── DATA TO PROCESS

//! `[output]` section: how responses are rendered.

use serde::{Deserialize, Serialize};
use toolcall_domain::OutputFormat;

#[derive(Debug, Clone, PartialEq, Eq, Serialize, Deserialize)]
#[serde(default)]
pub struct FileOutputConfig {
    /// Format used when `--output` is not given
    pub format: Option<OutputFormat>,
    /// Colored terminal output
    pub color: bool,
}

impl Default for FileOutputConfig {
    fn default() -> Self {
        Self {
            format: None,
            color: true,
        }
    }
}

impl FileOutputConfig {
    /// Command-line choice, then the configured format, then `answer`.
    pub fn resolve_format(&self, requested: Option<OutputFormat>) -> OutputFormat {
        requested.or(self.format).unwrap_or_default()
    }
}

#[cfg(test)]
mod tests {
    use super::*;
    use crate::config::FileConfig;

    #[test]
    fn test_output_section() {
        let config: FileConfig = toml::from_str(
            r#"
[output]
format = "full"
color = false
"#,
        )
        .unwrap();
        assert_eq!(config.output.format, Some(OutputFormat::Full));
        assert!(!config.output.color);
    }

    #[test]
    fn test_resolve_format_precedence() {
        let unset = FileOutputConfig::default();
        assert_eq!(unset.resolve_format(None), OutputFormat::Answer);

        let configured = FileOutputConfig {
            format: Some(OutputFormat::Json),
            color: true,
        };
        assert_eq!(configured.resolve_format(None), OutputFormat::Json);
        assert_eq!(configured.resolve_format(Some(OutputFormat::Full)), OutputFormat::Full);
    }
}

────

◆ INSTRUCTIONS FOR THE TASK ◆
Gather from the records above every line containing the string "None".

◆ ANSWER SPACE ◆
            format: None,
        assert_eq!(unset.resolve_format(None), OutputFormat::Answer);
        assert_eq!(configured.resolve_format(None), OutputFormat::Json);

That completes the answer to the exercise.